▶ _Task details_
Only one stretch of the data below is needed. Output the lines from the one with "pub mod cli;" up to and including the one with "pub mod scheduler;", exactly as they stand.

# # # # # # #

//! Web layer for the radio station browser.
//!
//! Server-rendered pages for a single station, a random sample, stations
//! near the caller and a name search.

mod routes;
mod state;
pub mod templates;

pub use routes::{AppError, caller_address, create_router};
pub use state::AppState;
pub use templates::*;
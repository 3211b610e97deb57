//! Application state for the web layer.

use std::sync::Arc;

use crate::pipeline::Resolver;

/// Shared application state.
///
/// Read-only for the life of the process.
#[derive(Clone)]
pub struct AppState {
    /// Station resolution pipeline
    pub resolver: Arc<Resolver>,
}

impl AppState {
    /// Create a new app state.
    pub fn new(resolver: Resolver) -> Self {
        Self {
            resolver: Arc::new(resolver),
        }
    }
}
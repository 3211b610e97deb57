//! HTTP route handlers.

use std::net::SocketAddr;

use axum::{
    Router,
    extract::{ConnectInfo, Path, Query, State},
    http::{HeaderMap, StatusCode},
    response::{IntoResponse, Response},
    routing::get,
};
use serde::Deserialize;
use tower_http::services::ServeDir;
use tower_http::trace::TraceLayer;

use crate::domain::{ResolveError, StationDetail, StationQuery, StationSummary};
use crate::pipeline::Resolved;

use super::state::AppState;
use super::templates::*;

/// Header carrying the original client address when behind a proxy.
const FORWARDED_FOR: &str = "x-forwarded-for";

/// Create the application router.
///
/// `static_dir` is the path to the static assets directory.
pub fn create_router(state: AppState, static_dir: &str) -> Router {
    Router::new()
        .route("/", get(index_page))
        .route("/health", get(health))
        .route("/station/:id", get(station_page))
        .route("/station/:id/", get(station_page))
        .route("/local", get(local_page))
        .route("/local/", get(local_page))
        .route("/explore", get(explore_page))
        .route("/explore/", get(explore_page))
        .route("/search", get(search_page))
        .route("/search/", get(search_page))
        .nest_service("/static", ServeDir::new(static_dir))
        .layer(TraceLayer::new_for_http())
        .with_state(state)
}

/// Health check endpoint.
async fn health() -> &'static str {
    "ok"
}

/// Index page with search form.
async fn index_page() -> IndexTemplate {
    IndexTemplate
}

/// Single station player.
async fn station_page(
    State(state): State<AppState>,
    Path(id): Path<String>,
) -> Result<StationTemplate, AppError> {
    let query = StationQuery::by_uuid(&id)?;
    let detail = resolve_station(&state, &query).await?;
    Ok(StationTemplate::from_detail(detail))
}

/// Stations near the caller.
async fn local_page(
    State(state): State<AppState>,
    headers: HeaderMap,
    peer: Option<ConnectInfo<SocketAddr>>,
) -> Result<LocalTemplate, AppError> {
    let peer = peer.map(|ConnectInfo(addr)| addr);
    let address = caller_address(&headers, peer).ok_or_else(|| {
        AppError(ResolveError::Generic(
            "no forwarded-for header and no peer address".to_string(),
        ))
    })?;

    let stations = resolve_list(&state, &StationQuery::by_location(address)).await?;
    Ok(LocalTemplate {
        stations: StationListItem::from_summaries(&stations),
    })
}

/// Query string for the explore page.
#[derive(Debug, Deserialize)]
pub struct ExploreParams {
    /// Sample size; clamped into range
    pub limit: Option<usize>,
}

/// A random sample of stations.
async fn explore_page(
    State(state): State<AppState>,
    Query(params): Query<ExploreParams>,
) -> Result<ExploreTemplate, AppError> {
    let stations = resolve_list(&state, &StationQuery::random(params.limit)).await?;
    Ok(ExploreTemplate {
        stations: StationListItem::from_summaries(&stations),
    })
}

/// Query string for the search page.
#[derive(Debug, Deserialize)]
pub struct SearchParams {
    #[serde(default)]
    pub q: String,
}

/// Stations by name.
async fn search_page(
    State(state): State<AppState>,
    Query(params): Query<SearchParams>,
) -> Result<SearchTemplate, AppError> {
    let query = StationQuery::by_name(&params.q)?;
    let stations = resolve_list(&state, &query).await?;
    Ok(SearchTemplate {
        query: params.q,
        stations: StationListItem::from_summaries(&stations),
    })
}

/// The caller's address: the first `X-Forwarded-For` hop if present,
/// else the peer address of the connection.
pub fn caller_address(headers: &HeaderMap, peer: Option<SocketAddr>) -> Option<String> {
    headers
        .get(FORWARDED_FOR)
        .and_then(|v| v.to_str().ok())
        .and_then(|v| v.split(',').next())
        .map(str::trim)
        .filter(|hop| !hop.is_empty())
        .map(str::to_string)
        .or_else(|| peer.map(|addr| addr.ip().to_string()))
}

async fn resolve_station(
    state: &AppState,
    query: &StationQuery,
) -> Result<StationDetail, AppError> {
    match state.resolver.resolve(query).await? {
        Resolved::Station(detail) => Ok(detail),
        Resolved::List(_) => Err(AppError(ResolveError::Generic(format!(
            "{query:?} resolved to a list"
        )))),
    }
}

async fn resolve_list(
    state: &AppState,
    query: &StationQuery,
) -> Result<Vec<StationSummary>, AppError> {
    match state.resolver.resolve(query).await? {
        Resolved::List(stations) => Ok(stations),
        Resolved::Station(_) => Err(AppError(ResolveError::Generic(format!(
            "{query:?} resolved to a single station"
        )))),
    }
}

/// Application error type.
///
/// Renders as a short plain-text message; the detail goes to the log only.
#[derive(Debug)]
pub struct AppError(pub ResolveError);

impl From<ResolveError> for AppError {
    fn from(e: ResolveError) -> Self {
        AppError(e)
    }
}

impl IntoResponse for AppError {
    fn into_response(self) -> Response {
        let status = if self.0.is_client_error() {
            StatusCode::BAD_REQUEST
        } else {
            StatusCode::INTERNAL_SERVER_ERROR
        };

        if status.is_server_error() {
            tracing::error!(%status, error = %self.0, "request failed");
        } else {
            tracing::warn!(%status, error = %self.0, "request rejected");
        }

        (status, self.0.public_message()).into_response()
    }
}

#[cfg(test)]
#[path = "routes_tests.rs"]
mod tests;
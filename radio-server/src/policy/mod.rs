//! Content policy.
//!
//! Free text (station names, search queries) is translated into a
//! reference language and then checked against a profanity lexicon that
//! is loaded once at startup and never changes.

mod lexicon;
mod translate;

use std::sync::Arc;

pub use lexicon::{LexiconError, ProfanityLexicon};
pub use translate::{
    GoogleTranslator, TranslateError, Translator, TranslatorConfig, parse_translation,
};

use crate::domain::ResolveError;

/// Translate-then-check profanity filter.
#[derive(Clone)]
pub struct ContentPolicy {
    lexicon: Arc<ProfanityLexicon>,
    translator: Arc<dyn Translator>,
}

impl ContentPolicy {
    pub fn new(lexicon: Arc<ProfanityLexicon>, translator: Arc<dyn Translator>) -> Self {
        Self {
            lexicon,
            translator,
        }
    }

    /// Reject `text` if its translation is profane.
    ///
    /// A failed translation is reported as an upstream failure; the text is
    /// neither accepted nor rejected.
    pub async fn check(&self, text: &str) -> Result<(), ResolveError> {
        if text.trim().is_empty() {
            return Ok(());
        }

        let translated = self.translator.translate(text).await?;

        if self.lexicon.is_profane(&translated) {
            return Err(ResolveError::ContentRejected(format!(
                "{text:?} (translated {translated:?})"
            )));
        }

        Ok(())
    }
}
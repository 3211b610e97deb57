//! Radio Browser station directory client.
//!
//! Every endpoint answers with a JSON array of station objects. An empty
//! array is a valid answer and is reported as such; only non-200 statuses
//! and transport failures are errors.

mod client;
mod error;

pub use client::{DirectoryClient, DirectoryConfig, DirectoryLookup, parse_stations};
pub(crate) use client::CLIENT_USER_AGENT;
pub use error::DirectoryError;
//! Station resolution and filtering pipeline.
//!
//! Takes a [`StationQuery`](crate::domain::StationQuery), fetches candidates
//! from the directory, applies the content policy and the presentability
//! rules, and returns at most [`MAX_RESULTS`](crate::domain::MAX_RESULTS)
//! stations in upstream order.

mod filter;
mod resolver;

#[cfg(test)]
pub(crate) mod fakes;

pub use filter::presentable_summaries;
pub use resolver::{Geolocator, Resolved, Resolver, StationDirectory};
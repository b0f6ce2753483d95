//! Call ledger repository. Append-only.

use anyhow::Result;
use rusqlite::{params, Row};
use uuid::Uuid;

use crate::domain::{CallOperation, CallRecord, CallStatus};

use super::{parse_datetime, parse_uuid, to_i64, Database};

fn row_to_record(row: &Row) -> Result<CallRecord> {
    Ok(CallRecord {
        id: parse_uuid(&row.get::<_, String>("id")?)?,
        batch_id: row
            .get::<_, Option<String>>("batch_id")?
            .map(|s| parse_uuid(&s))
            .transpose()?,
        group_id: parse_uuid(&row.get::<_, String>("group_id")?)?,
        attempt: row.get::<_, u32>("attempt")?,
        provider: row.get::<_, String>("provider")?,
        operation: CallOperation::parse(&row.get::<_, String>("operation")?)
            .ok_or_else(|| anyhow::anyhow!("unknown call operation"))?,
        status: CallStatus::parse(&row.get::<_, String>("status")?)
            .ok_or_else(|| anyhow::anyhow!("unknown call status"))?,
        latency_ms: row.get::<_, i64>("latency_ms")? as u64,
        request: row.get::<_, String>("request")?,
        response: row.get::<_, Option<String>>("response")?,
        error: row.get::<_, Option<String>>("error")?,
        created_at: parse_datetime(&row.get::<_, String>("created_at")?)?,
    })
}

const CALL_COLUMNS: &str = "id, batch_id, group_id, attempt, provider, operation, status, \
     latency_ms, request, response, error, created_at";

impl Database {
    /// Append one attempt row. Rows are never updated or deleted.
    pub async fn append_call_record(&self, record: &CallRecord) -> Result<()> {
        let record = record.clone();
        self.execute(move |conn| {
            conn.execute(
                "INSERT INTO call_records (id, batch_id, group_id, attempt, provider, operation, status, latency_ms, request, response, error, created_at)
                 VALUES (?1, ?2, ?3, ?4, ?5, ?6, ?7, ?8, ?9, ?10, ?11, ?12)",
                params![
                    record.id.to_string(),
                    record.batch_id.map(|id| id.to_string()),
                    record.group_id.to_string(),
                    record.attempt,
                    record.provider,
                    record.operation.as_str(),
                    record.status.as_str(),
                    to_i64(record.latency_ms)?,
                    record.request,
                    record.response,
                    record.error,
                    record.created_at.to_rfc3339(),
                ],
            )?;
            Ok(())
        })
        .await
    }

    /// All attempts of one logical call, in attempt order.
    pub async fn call_records_for_group(&self, group_id: Uuid) -> Result<Vec<CallRecord>> {
        self.execute(move |conn| {
            let mut stmt = conn.prepare(&format!(
                "SELECT {CALL_COLUMNS} FROM call_records
                 WHERE group_id = ?1
                 ORDER BY attempt ASC"
            ))?;

            let mut rows = stmt.query(params![group_id.to_string()])?;
            let mut records = Vec::new();
            while let Some(row) = rows.next()? {
                records.push(row_to_record(row)?);
            }
            Ok(records)
        })
        .await
    }

    /// All attempts made on behalf of a batch, oldest first.
    pub async fn call_records_for_batch(&self, batch_id: Uuid) -> Result<Vec<CallRecord>> {
        self.execute(move |conn| {
            let mut stmt = conn.prepare(&format!(
                "SELECT {CALL_COLUMNS} FROM call_records
                 WHERE batch_id = ?1
                 ORDER BY created_at ASC, attempt ASC"
            ))?;

            let mut rows = stmt.query(params![batch_id.to_string()])?;
            let mut records = Vec::new();
            while let Some(row) = rows.next()? {
                records.push(row_to_record(row)?);
            }
            Ok(records)
        })
        .await
    }

    /// Most recent attempts, newest first.
    pub async fn recent_call_records(&self, limit: u32) -> Result<Vec<CallRecord>> {
        self.execute(move |conn| {
            let mut stmt = conn.prepare(&format!(
                "SELECT {CALL_COLUMNS} FROM call_records
                 ORDER BY created_at DESC
                 LIMIT ?1"
            ))?;

            let mut rows = stmt.query(params![limit])?;
            let mut records = Vec::new();
            while let Some(row) = rows.next()? {
                records.push(row_to_record(row)?);
            }
            Ok(records)
        })
        .await
    }
}
//! dayline - activity timeline analysis pipeline
//!
//! Continuously ingests short recorded segments of a monitored activity
//! stream, groups them into analysis batches, sends each batch to a
//! pluggable AI transcription/summarization backend, and consolidates
//! the results into a time-ordered set of non-overlapping activity cards
//! representing a user's day.
//!
//! # Architecture
//!
//! Data flows leaf-first through the pipeline:
//! segments → batch builder → provider transcribe → observations →
//! window consolidator (observations + prior cards + categories) →
//! provider summarize → atomic card replacement.
//!
//! State transitions are persisted in SQLite and designed to be
//! resumable: a failed batch can always be reset to `pending`, a stale
//! `processing` batch is reclaimed, and card windows are only ever
//! swapped atomically.
//!
//! # Modules
//!
//! - `ingest`: chunk-file watcher registering ready segments
//! - `pipeline`: batcher, processor, consolidator, scheduler
//! - `providers`: the two-operation backend contract and its backends
//! - `store`: SQLite repositories behind a worker thread
//! - `domain`: data structures (Segment, Batch, Observation, ActivityCard,
//!   CallRecord)
//! - `categories`: category catalog and label normalization
//! - `cli`: command-line interface

pub mod categories;
pub mod cli;
pub mod config;
pub mod credentials;
pub mod domain;
pub mod error;
pub mod ingest;
pub mod pipeline;
pub mod providers;
pub mod store;

// Re-export main types at crate root for convenience
pub use categories::{Category, CategoryCatalog};
pub use config::Config;
pub use credentials::SecretStore;
pub use domain::{ActivityCard, Batch, BatchStatus, CallRecord, Observation, Segment};
pub use error::ProviderError;
pub use pipeline::{BatchBuilder, BatchProcessor, Scheduler, WindowConsolidator};
pub use providers::{Provider, ProviderBackend};
pub use store::{Database, InstanceLock};
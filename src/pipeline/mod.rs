//! The batch/analysis pipeline.
//!
//! - `batcher`: groups ready segments into analysis batches
//! - `processor`: runs transcription for claimed batches, with retry and
//!   call-ledger accounting
//! - `consolidator`: merges a trailing window of observations and prior
//!   cards into a replacement card set, swapped in atomically
//! - `scheduler`: the periodic tasks tying the stages together

pub mod batcher;
pub mod consolidator;
pub mod processor;
pub mod scheduler;

pub use batcher::BatchBuilder;
pub use consolidator::{ConsolidationOutcome, WindowConsolidator};
pub use processor::{BatchProcessor, ProcessOutcome};
pub use scheduler::Scheduler;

# # # # # # #

▶ _Reply to the exercise_
pub mod cli;
pub mod config;
pub mod credentials;
pub mod domain;
pub mod error;
pub mod ingest;
pub mod pipeline;
pub mod providers;
pub mod store;

// Re-export main types at crate root for convenience
pub use categories::{Category, CategoryCatalog};
pub use config::Config;
pub use credentials::SecretStore;
pub use domain::{ActivityCard, Batch, BatchStatus, CallRecord, Observation, Segment};
pub use error::ProviderError;
pub use pipeline::{BatchBuilder, BatchProcessor, Scheduler, WindowConsolidator};
pub use providers::{Provider, ProviderBackend};
pub use store::{Database, InstanceLock};
filename src/pipeline/mod.rs
//! The batch/analysis pipeline.
//!
//! - `batcher`: groups ready segments into analysis batches
//! - `processor`: runs transcription for claimed batches, with retry and
//!   call-ledger accounting
//! - `consolidator`: merges a trailing window of observations and prior
//!   cards into a replacement card set, swapped in atomically
//! - `scheduler`: the periodic tasks tying the stages together

pub mod batcher;
pub mod consolidator;
pub mod processor;
pub mod scheduler;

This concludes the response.